What is being asked:
Tally every line below where "None" appears, then report the total alone.

The records:
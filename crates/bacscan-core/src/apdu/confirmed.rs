use crate::apdu::ApduType;
use crate::encoding::{
    primitives::{decode_unsigned, encode_app_enumerated},
    reader::Reader,
    tag::{ApplicationTag, Tag},
    writer::Writer,
};
use crate::types::MaxApdu;
use crate::{DecodeError, EncodeError};

const SEGMENTED: u8 = 0b0000_1000;
const MORE_FOLLOWS: u8 = 0b0000_0100;
const SEGMENTED_RESPONSE_ACCEPTED: u8 = 0b0000_0010;
const SERVER: u8 = 0b0000_0001;

/// Sequence/window octets present on segmented requests and acks.
#[derive(Debug, Clone, Copy, PartialEq, Eq)]
pub struct SegmentInfo {
    pub sequence_number: u8,
    pub window_size: u8,
    pub more_follows: bool,
}

fn expect_type(r: &mut Reader<'_>, kind: ApduType) -> Result<u8, DecodeError> {
    let b0 = r.read_u8()?;
    if b0 >> 4 != kind as u8 {
        return Err(DecodeError::InvalidValue);
    }
    Ok(b0)
}

fn read_segment(r: &mut Reader<'_>, b0: u8) -> Result<Option<SegmentInfo>, DecodeError> {
    if b0 & SEGMENTED == 0 {
        return Ok(None);
    }
    Ok(Some(SegmentInfo {
        sequence_number: r.read_u8()?,
        window_size: r.read_u8()?,
        more_follows: b0 & MORE_FOLLOWS != 0,
    }))
}

fn segment_bits(segment: Option<SegmentInfo>) -> u8 {
    match segment {
        Some(info) if info.more_follows => SEGMENTED | MORE_FOLLOWS,
        Some(_) => SEGMENTED,
        None => 0,
    }
}

fn write_segment(w: &mut Writer, segment: Option<SegmentInfo>) -> Result<(), EncodeError> {
    if let Some(info) = segment {
        w.write_u8(info.sequence_number)?;
        w.write_u8(info.window_size)?;
    }
    Ok(())
}

#[derive(Debug, Clone, Copy, PartialEq, Eq)]
pub struct ConfirmedRequestHeader {
    pub segmented_response_accepted: bool,
    /// Encoded max-segments field (0 = unspecified).
    pub max_segments: u8,
    pub max_apdu: MaxApdu,
    pub invoke_id: u8,
    pub segment: Option<SegmentInfo>,
    pub service_choice: u8,
}

impl ConfirmedRequestHeader {
    /// Unsegmented request that does not accept a segmented reply.
    pub const fn unsegmented(invoke_id: u8, service_choice: u8) -> Self {
        Self {
            segmented_response_accepted: false,
            max_segments: 0,
            max_apdu: MaxApdu::UpTo1476,
            invoke_id,
            segment: None,
            service_choice,
        }
    }

    pub fn encode(&self, w: &mut Writer) -> Result<(), EncodeError> {
        let mut b0 = ApduType::ConfirmedRequest.first_octet() | segment_bits(self.segment);
        if self.segmented_response_accepted {
            b0 |= SEGMENTED_RESPONSE_ACCEPTED;
        }
        w.write_u8(b0)?;
        w.write_u8((self.max_segments << 4) | self.max_apdu.code())?;
        w.write_u8(self.invoke_id)?;
        write_segment(w, self.segment)?;
        w.write_u8(self.service_choice)
    }

    pub fn decode(r: &mut Reader<'_>) -> Result<Self, DecodeError> {
        let b0 = expect_type(r, ApduType::ConfirmedRequest)?;
        let limits = r.read_u8()?;
        let invoke_id = r.read_u8()?;
        let segment = read_segment(r, b0)?;
        Ok(Self {
            segmented_response_accepted: b0 & SEGMENTED_RESPONSE_ACCEPTED != 0,
            max_segments: limits >> 4,
            max_apdu: MaxApdu::from_code(limits & 0x0F).ok_or(DecodeError::InvalidValue)?,
            invoke_id,
            segment,
            service_choice: r.read_u8()?,
        })
    }
}

#[derive(Debug, Clone, Copy, PartialEq, Eq)]
pub struct ComplexAckHeader {
    pub invoke_id: u8,
    pub segment: Option<SegmentInfo>,
    pub service_choice: u8,
}

impl ComplexAckHeader {
    pub fn encode(&self, w: &mut Writer) -> Result<(), EncodeError> {
        w.write_u8(ApduType::ComplexAck.first_octet() | segment_bits(self.segment))?;
        w.write_u8(self.invoke_id)?;
        write_segment(w, self.segment)?;
        w.write_u8(self.service_choice)
    }

    pub fn decode(r: &mut Reader<'_>) -> Result<Self, DecodeError> {
        let b0 = expect_type(r, ApduType::ComplexAck)?;
        let invoke_id = r.read_u8()?;
        let segment = read_segment(r, b0)?;
        Ok(Self {
            invoke_id,
            segment,
            service_choice: r.read_u8()?,
        })
    }
}

#[derive(Debug, Clone, Copy, PartialEq, Eq)]
pub struct SimpleAck {
    pub invoke_id: u8,
    pub service_choice: u8,
}

impl SimpleAck {
    pub fn encode(&self, w: &mut Writer) -> Result<(), EncodeError> {
        w.write_u8(ApduType::SimpleAck.first_octet())?;
        w.write_u8(self.invoke_id)?;
        w.write_u8(self.service_choice)
    }

    pub fn decode(r: &mut Reader<'_>) -> Result<Self, DecodeError> {
        expect_type(r, ApduType::SimpleAck)?;
        Ok(Self {
            invoke_id: r.read_u8()?,
            service_choice: r.read_u8()?,
        })
    }
}

/// Error PDU. Class and code are optional on decode because some devices
/// send a bare header.
#[derive(Debug, Clone, Copy, PartialEq, Eq)]
pub struct ErrorPdu {
    pub invoke_id: u8,
    pub service_choice: u8,
    pub error_class: Option<u32>,
    pub error_code: Option<u32>,
}

impl ErrorPdu {
    pub fn encode(&self, w: &mut Writer) -> Result<(), EncodeError> {
        w.write_u8(ApduType::Error.first_octet())?;
        w.write_u8(self.invoke_id)?;
        w.write_u8(self.service_choice)?;
        if let (Some(class), Some(code)) = (self.error_class, self.error_code) {
            encode_app_enumerated(w, class)?;
            encode_app_enumerated(w, code)?;
        }
        Ok(())
    }

    pub fn decode(r: &mut Reader<'_>) -> Result<Self, DecodeError> {
        expect_type(r, ApduType::Error)?;
        let invoke_id = r.read_u8()?;
        let service_choice = r.read_u8()?;
        let (error_class, error_code) = if r.is_empty() {
            (None, None)
        } else {
            let (class, code) = read_class_and_code(r)?;
            (Some(class), Some(code))
        };
        Ok(Self {
            invoke_id,
            service_choice,
            error_class,
            error_code,
        })
    }
}

/// Class and code appear as application enumerations, as context tags 0/1,
/// or wrapped in opening/closing tag 0 depending on the service.
fn read_class_and_code(r: &mut Reader<'_>) -> Result<(u32, u32), DecodeError> {
    let first = Tag::decode(r)?;
    let wrapped = first == Tag::Opening { number: 0 };
    let class_tag = if wrapped { Tag::decode(r)? } else { first };
    let class = read_error_field(r, class_tag, 0)?;
    let code_tag = Tag::decode(r)?;
    let code = read_error_field(r, code_tag, 1)?;
    if wrapped && !Tag::decode(r)?.closes(0) {
        return Err(DecodeError::InvalidTag);
    }
    Ok((class, code))
}

fn read_error_field(r: &mut Reader<'_>, tag: Tag, context_number: u8) -> Result<u32, DecodeError> {
    match tag {
        Tag::Context { number, len } if number == context_number => {
            decode_unsigned(r, len as usize)
        }
        Tag::Application {
            tag: ApplicationTag::Enumerated,
            len,
        } => decode_unsigned(r, len as usize),
        _ => Err(DecodeError::InvalidTag),
    }
}

#[derive(Debug, Clone, Copy, PartialEq, Eq)]
pub struct RejectPdu {
    pub invoke_id: u8,
    pub reason: u8,
}

impl RejectPdu {
    pub fn encode(&self, w: &mut Writer) -> Result<(), EncodeError> {
        w.write_u8(ApduType::Reject.first_octet())?;
        w.write_u8(self.invoke_id)?;
        w.write_u8(self.reason)
    }

    pub fn decode(r: &mut Reader<'_>) -> Result<Self, DecodeError> {
        expect_type(r, ApduType::Reject)?;
        Ok(Self {
            invoke_id: r.read_u8()?,
            reason: r.read_u8()?,
        })
    }
}

#[derive(Debug, Clone, Copy, PartialEq, Eq)]
pub struct AbortPdu {
    pub server: bool,
    pub invoke_id: u8,
    pub reason: u8,
}

impl AbortPdu {
    pub fn encode(&self, w: &mut Writer) -> Result<(), EncodeError> {
        let server = if self.server { SERVER } else { 0 };
        w.write_u8(ApduType::Abort.first_octet() | server)?;
        w.write_u8(self.invoke_id)?;
        w.write_u8(self.reason)
    }

    pub fn decode(r: &mut Reader<'_>) -> Result<Self, DecodeError> {
        let b0 = expect_type(r, ApduType::Abort)?;
        Ok(Self {
            server: b0 & SERVER != 0,
            invoke_id: r.read_u8()?,
            reason: r.read_u8()?,
        })
    }
}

Written reply:
4